• [WHAT TO WORK ON]:
Reproduce the listing verbatim.
___
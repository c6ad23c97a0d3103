//! Typed errors for the settings bridge.

use std::io;

use par_term_settings::{CodecError, SettingsError};
use thiserror::Error;

use crate::jsonrpc::RpcError;

/// Errors surfaced by bridge calls and channel bring-up.
#[derive(Debug, Error)]
pub enum BridgeError {
    // -----------------------------------------------------------------------
    // Payloads
    // -----------------------------------------------------------------------
    /// A value payload could not be decoded or had the wrong type.
    #[error("Malformed settings payload: {0}")]
    Decode(#[from] CodecError),

    /// A value payload was not valid base64 text.
    #[error("Settings payload is not valid base64: {0}")]
    Base64(#[from] base64::DecodeError),

    /// A message did not have the expected shape.
    #[error("Protocol error: {0}")]
    Protocol(String),

    #[error("JSON error: {0}")]
    Json(#[from] serde_json::Error),

    // -----------------------------------------------------------------------
    // Calls
    // -----------------------------------------------------------------------
    /// The channel was torn down while the call was outstanding.
    #[error("Bridge call cancelled")]
    Cancelled,

    /// No response arrived within the request timeout.
    #[error("Bridge call '{method}' timed out")]
    Timeout {
        /// Method that timed out.
        method: String,
    },

    /// The remote side answered with a JSON-RPC error.
    #[error(transparent)]
    Rpc(#[from] RpcError),

    /// The local settings layer rejected the operation.
    #[error(transparent)]
    Settings(#[from] SettingsError),

    /// The bridge has been lost and will not come back.
    #[error("Settings bridge unavailable")]
    Unavailable,

    // -----------------------------------------------------------------------
    // Channel bring-up
    // -----------------------------------------------------------------------
    /// The kernel could not create a socket pair.
    #[error("Could not create socket pair: {0}")]
    SocketPair(#[source] io::Error),

    /// The preferences executable could not be started.
    #[error("Could not spawn '{program}': {source}")]
    Spawn {
        /// Program that failed to start.
        program: String,
        /// Underlying I/O error.
        #[source]
        source: io::Error,
    },

    /// The channel could not be established or was rejected.
    #[error("Bridge connection error: {0}")]
    Connection(String),

    #[error("I/O error on bridge channel: {0}")]
    Io(#[from] io::Error),
}

impl BridgeError {
    /// Calls failing this way may succeed if tried again later.
    pub fn is_retryable(&self) -> bool {
        matches!(self, BridgeError::Cancelled | BridgeError::Timeout { .. })
    }

    /// True for errors caused by a malformed payload.
    pub fn is_decode(&self) -> bool {
        matches!(self, BridgeError::Decode(_) | BridgeError::Base64(_))
    }

    /// True when the error means the channel itself is gone.
    pub fn is_channel_loss(&self) -> bool {
        matches!(
            self,
            BridgeError::Cancelled
                | BridgeError::Unavailable
                | BridgeError::Connection(_)
                | BridgeError::Io(_)
        )
    }
}

#[cfg(test)]
mod tests {
    use super::*;

    #[test]
    fn test_retryable_errors() {
        assert!(BridgeError::Cancelled.is_retryable());
        assert!(
            BridgeError::Timeout {
                method: "settings/read".to_string()
            }
            .is_retryable()
        );
        assert!(!BridgeError::Unavailable.is_retryable());
        assert!(!BridgeError::Protocol("bad".to_string()).is_retryable());
    }

    #[test]
    fn test_channel_loss_errors() {
        assert!(BridgeError::Unavailable.is_channel_loss());
        assert!(BridgeError::Cancelled.is_channel_loss());
        assert!(!BridgeError::Protocol("bad".to_string()).is_channel_loss());
    }
}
___
• [SOLUTION TO THIS PROBLEM]:
repository c6ad23c97a0d3103
//! Typed errors for the settings bridge.

use std::io;

use par_term_settings::{CodecError, SettingsError};
use thiserror::Error;

use crate::jsonrpc::RpcError;

/// Errors surfaced by bridge calls and channel bring-up.
#[derive(Debug, Error)]
pub enum BridgeError {
    // -----------------------------------------------------------------------
    // Payloads
    // -----------------------------------------------------------------------
    /// A value payload could not be decoded or had the wrong type.
    #[error("Malformed settings payload: {0}")]
    Decode(#[from] CodecError),

    /// A value payload was not valid base64 text.
    #[error("Settings payload is not valid base64: {0}")]
    Base64(#[from] base64::DecodeError),

    /// A message did not have the expected shape.
    #[error("Protocol error: {0}")]
    Protocol(String),

    #[error("JSON error: {0}")]
    Json(#[from] serde_json::Error),

    // -----------------------------------------------------------------------
    // Calls
    // -----------------------------------------------------------------------
    /// The channel was torn down while the call was outstanding.
    #[error("Bridge call cancelled")]
    Cancelled,

    /// No response arrived within the request timeout.
    #[error("Bridge call '{method}' timed out")]
    Timeout {
        /// Method that timed out.
        method: String,
    },

    /// The remote side answered with a JSON-RPC error.
    #[error(transparent)]
    Rpc(#[from] RpcError),

    /// The local settings layer rejected the operation.
    #[error(transparent)]
    Settings(#[from] SettingsError),

    /// The bridge has been lost and will not come back.
    #[error("Settings bridge unavailable")]
    Unavailable,

    // -----------------------------------------------------------------------
    // Channel bring-up
    // -----------------------------------------------------------------------
    /// The kernel could not create a socket pair.
    #[error("Could not create socket pair: {0}")]
    SocketPair(#[source] io::Error),

    /// The preferences executable could not be started.
    #[error("Could not spawn '{program}': {source}")]
    Spawn {
        /// Program that failed to start.
        program: String,
        /// Underlying I/O error.
        #[source]
        source: io::Error,
    },

    /// The channel could not be established or was rejected.
    #[error("Bridge connection error: {0}")]
    Connection(String),

    #[error("I/O error on bridge channel: {0}")]
    Io(#[from] io::Error),
}

impl BridgeError {
    /// Calls failing this way may succeed if tried again later.
    pub fn is_retryable(&self) -> bool {
        matches!(self, BridgeError::Cancelled | BridgeError::Timeout { .. })
    }

    /// True for errors caused by a malformed payload.
    pub fn is_decode(&self) -> bool {
        matches!(self, BridgeError::Decode(_) | BridgeError::Base64(_))
    }

    /// True when the error means the channel itself is gone.
    pub fn is_channel_loss(&self) -> bool {
        matches!(
            self,
            BridgeError::Cancelled
                | BridgeError::Unavailable
                | BridgeError::Connection(_)
                | BridgeError::Io(_)
        )
    }
}

#[cfg(test)]
mod tests {
    use super::*;

    #[test]
    fn test_retryable_errors() {
        assert!(BridgeError::Cancelled.is_retryable());
        assert!(
            BridgeError::Timeout {
                method: "settings/read".to_string()
            }
            .is_retryable()
        );
        assert!(!BridgeError::Unavailable.is_retryable());
        assert!(!BridgeError::Protocol("bad".to_string()).is_retryable());
    }

    #[test]
    fn test_channel_loss_errors() {
        assert!(BridgeError::Unavailable.is_channel_loss());
        assert!(BridgeError::Cancelled.is_channel_loss());
        assert!(!BridgeError::Protocol("bad".to_string()).is_channel_loss());
    }
}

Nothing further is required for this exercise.